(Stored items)
---------------

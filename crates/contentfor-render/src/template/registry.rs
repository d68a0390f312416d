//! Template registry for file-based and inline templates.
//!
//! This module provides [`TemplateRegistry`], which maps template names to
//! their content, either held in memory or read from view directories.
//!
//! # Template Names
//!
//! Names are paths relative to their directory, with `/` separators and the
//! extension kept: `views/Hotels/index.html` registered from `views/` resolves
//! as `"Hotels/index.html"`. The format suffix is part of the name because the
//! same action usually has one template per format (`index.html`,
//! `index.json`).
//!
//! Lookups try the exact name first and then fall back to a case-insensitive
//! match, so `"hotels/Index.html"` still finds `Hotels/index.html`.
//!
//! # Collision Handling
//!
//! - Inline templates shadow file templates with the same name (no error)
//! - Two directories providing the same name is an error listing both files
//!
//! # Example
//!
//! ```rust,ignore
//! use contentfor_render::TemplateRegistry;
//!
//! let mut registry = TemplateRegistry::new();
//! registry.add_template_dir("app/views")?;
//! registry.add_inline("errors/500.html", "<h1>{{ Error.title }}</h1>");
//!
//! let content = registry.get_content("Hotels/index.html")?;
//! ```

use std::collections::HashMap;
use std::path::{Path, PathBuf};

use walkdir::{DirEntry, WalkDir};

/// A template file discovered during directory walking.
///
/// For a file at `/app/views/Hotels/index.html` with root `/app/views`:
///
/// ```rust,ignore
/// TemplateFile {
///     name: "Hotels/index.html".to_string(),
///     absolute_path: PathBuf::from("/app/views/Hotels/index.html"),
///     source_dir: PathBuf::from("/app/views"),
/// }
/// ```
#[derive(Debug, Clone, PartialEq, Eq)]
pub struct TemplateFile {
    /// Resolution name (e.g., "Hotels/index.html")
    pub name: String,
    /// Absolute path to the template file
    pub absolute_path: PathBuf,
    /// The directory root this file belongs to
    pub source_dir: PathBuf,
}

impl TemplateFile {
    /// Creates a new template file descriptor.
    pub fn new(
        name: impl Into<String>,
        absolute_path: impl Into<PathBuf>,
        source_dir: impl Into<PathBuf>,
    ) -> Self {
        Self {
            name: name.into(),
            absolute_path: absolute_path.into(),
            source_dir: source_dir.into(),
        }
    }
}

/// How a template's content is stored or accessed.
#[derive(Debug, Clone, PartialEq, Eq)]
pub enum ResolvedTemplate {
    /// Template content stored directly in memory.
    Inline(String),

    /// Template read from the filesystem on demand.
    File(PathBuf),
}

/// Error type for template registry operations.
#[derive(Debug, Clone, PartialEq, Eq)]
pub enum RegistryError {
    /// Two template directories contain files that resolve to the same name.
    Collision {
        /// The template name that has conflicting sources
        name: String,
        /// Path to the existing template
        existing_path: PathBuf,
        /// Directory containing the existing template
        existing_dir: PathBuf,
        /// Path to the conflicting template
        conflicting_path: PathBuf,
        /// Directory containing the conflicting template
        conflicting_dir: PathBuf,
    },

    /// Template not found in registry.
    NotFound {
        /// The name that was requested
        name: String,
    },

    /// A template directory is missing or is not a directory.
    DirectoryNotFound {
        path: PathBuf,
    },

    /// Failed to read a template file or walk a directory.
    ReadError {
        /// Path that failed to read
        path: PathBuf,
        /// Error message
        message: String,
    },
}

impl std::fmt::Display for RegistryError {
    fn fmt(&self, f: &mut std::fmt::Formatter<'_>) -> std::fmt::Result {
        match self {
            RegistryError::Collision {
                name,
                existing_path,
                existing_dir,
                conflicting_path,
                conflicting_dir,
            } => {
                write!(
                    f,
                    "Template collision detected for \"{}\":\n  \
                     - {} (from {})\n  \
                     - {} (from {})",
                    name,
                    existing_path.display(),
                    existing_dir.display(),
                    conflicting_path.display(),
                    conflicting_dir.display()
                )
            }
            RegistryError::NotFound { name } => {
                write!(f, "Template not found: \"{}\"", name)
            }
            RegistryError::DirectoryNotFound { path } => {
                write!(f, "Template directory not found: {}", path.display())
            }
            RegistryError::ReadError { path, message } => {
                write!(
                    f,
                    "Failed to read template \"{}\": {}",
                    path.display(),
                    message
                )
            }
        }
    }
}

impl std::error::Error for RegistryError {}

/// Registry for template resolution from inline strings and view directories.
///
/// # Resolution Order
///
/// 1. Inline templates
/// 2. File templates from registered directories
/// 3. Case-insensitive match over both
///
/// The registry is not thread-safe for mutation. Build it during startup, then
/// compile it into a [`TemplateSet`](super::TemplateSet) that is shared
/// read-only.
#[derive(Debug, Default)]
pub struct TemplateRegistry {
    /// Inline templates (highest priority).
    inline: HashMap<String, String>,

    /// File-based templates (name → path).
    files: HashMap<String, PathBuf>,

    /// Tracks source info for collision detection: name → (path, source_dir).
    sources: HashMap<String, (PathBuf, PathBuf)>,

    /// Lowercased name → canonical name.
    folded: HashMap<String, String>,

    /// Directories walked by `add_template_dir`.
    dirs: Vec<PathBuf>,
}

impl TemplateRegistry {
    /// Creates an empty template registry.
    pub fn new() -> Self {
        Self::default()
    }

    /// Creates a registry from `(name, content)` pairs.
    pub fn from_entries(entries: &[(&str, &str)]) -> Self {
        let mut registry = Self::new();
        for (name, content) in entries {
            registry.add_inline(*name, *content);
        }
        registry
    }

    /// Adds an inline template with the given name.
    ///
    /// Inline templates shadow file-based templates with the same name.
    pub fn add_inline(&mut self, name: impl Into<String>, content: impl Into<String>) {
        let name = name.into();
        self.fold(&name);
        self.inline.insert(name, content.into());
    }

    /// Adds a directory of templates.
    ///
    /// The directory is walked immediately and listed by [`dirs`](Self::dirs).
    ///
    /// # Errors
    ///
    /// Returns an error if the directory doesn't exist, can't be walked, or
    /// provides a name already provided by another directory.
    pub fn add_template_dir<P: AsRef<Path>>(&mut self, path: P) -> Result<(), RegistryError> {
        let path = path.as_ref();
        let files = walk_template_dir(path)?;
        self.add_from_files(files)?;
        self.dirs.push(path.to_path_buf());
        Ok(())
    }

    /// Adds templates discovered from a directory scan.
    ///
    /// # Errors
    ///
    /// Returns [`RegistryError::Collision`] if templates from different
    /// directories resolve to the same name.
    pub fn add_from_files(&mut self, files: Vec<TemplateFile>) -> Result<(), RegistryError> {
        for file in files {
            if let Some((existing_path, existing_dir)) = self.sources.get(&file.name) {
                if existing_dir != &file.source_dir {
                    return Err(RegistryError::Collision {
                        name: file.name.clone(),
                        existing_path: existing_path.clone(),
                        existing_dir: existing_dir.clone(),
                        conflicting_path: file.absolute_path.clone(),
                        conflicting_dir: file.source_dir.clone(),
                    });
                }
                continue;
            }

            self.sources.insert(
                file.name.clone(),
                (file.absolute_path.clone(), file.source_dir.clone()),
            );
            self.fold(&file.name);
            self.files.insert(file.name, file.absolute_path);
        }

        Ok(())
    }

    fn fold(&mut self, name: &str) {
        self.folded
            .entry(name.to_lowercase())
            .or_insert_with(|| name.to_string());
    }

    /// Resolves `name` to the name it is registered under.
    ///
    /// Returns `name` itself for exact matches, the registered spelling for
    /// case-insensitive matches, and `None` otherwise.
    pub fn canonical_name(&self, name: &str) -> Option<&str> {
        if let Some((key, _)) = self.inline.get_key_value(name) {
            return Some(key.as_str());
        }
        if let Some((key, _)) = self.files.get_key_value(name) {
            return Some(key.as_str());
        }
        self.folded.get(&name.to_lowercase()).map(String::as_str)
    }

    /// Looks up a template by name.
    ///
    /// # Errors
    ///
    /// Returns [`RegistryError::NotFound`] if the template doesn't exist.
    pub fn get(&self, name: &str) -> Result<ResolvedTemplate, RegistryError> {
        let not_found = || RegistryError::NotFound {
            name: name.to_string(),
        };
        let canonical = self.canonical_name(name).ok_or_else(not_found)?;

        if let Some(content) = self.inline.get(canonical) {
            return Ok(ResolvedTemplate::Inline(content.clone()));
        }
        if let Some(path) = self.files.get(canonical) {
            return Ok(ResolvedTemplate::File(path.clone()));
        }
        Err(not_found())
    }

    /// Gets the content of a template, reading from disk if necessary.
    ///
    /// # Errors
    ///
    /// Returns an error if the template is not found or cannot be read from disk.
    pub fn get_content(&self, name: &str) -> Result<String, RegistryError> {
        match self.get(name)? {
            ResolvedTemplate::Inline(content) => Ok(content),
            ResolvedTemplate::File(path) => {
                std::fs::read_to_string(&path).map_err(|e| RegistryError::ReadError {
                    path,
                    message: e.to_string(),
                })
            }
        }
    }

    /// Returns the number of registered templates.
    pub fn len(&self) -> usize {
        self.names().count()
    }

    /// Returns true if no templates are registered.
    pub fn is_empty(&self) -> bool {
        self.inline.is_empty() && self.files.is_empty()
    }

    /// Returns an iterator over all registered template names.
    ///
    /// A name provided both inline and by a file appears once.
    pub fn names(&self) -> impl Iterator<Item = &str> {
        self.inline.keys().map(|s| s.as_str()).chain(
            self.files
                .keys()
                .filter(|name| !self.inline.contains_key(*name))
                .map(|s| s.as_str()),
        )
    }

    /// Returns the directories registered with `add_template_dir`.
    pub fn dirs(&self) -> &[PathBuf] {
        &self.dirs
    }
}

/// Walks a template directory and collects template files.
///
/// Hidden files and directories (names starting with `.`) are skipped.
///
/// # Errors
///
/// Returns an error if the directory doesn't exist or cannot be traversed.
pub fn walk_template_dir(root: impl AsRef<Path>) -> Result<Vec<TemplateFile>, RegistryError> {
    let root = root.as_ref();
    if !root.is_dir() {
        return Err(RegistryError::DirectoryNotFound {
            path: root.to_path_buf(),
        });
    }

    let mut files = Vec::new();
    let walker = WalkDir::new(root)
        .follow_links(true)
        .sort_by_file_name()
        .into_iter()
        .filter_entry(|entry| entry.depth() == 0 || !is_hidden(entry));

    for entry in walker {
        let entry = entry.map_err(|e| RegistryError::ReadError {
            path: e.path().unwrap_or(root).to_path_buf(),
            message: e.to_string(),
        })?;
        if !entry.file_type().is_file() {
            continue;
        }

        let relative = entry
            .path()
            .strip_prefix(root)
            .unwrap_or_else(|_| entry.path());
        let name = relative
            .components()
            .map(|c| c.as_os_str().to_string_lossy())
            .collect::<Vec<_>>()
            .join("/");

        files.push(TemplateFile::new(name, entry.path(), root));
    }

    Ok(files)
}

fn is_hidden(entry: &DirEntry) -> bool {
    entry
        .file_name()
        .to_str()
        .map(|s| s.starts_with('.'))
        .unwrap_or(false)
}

---------------

(Task item)
Could you state how many lines in the data hold the word "provided"? Only the number should be given.

(Expected answer)
2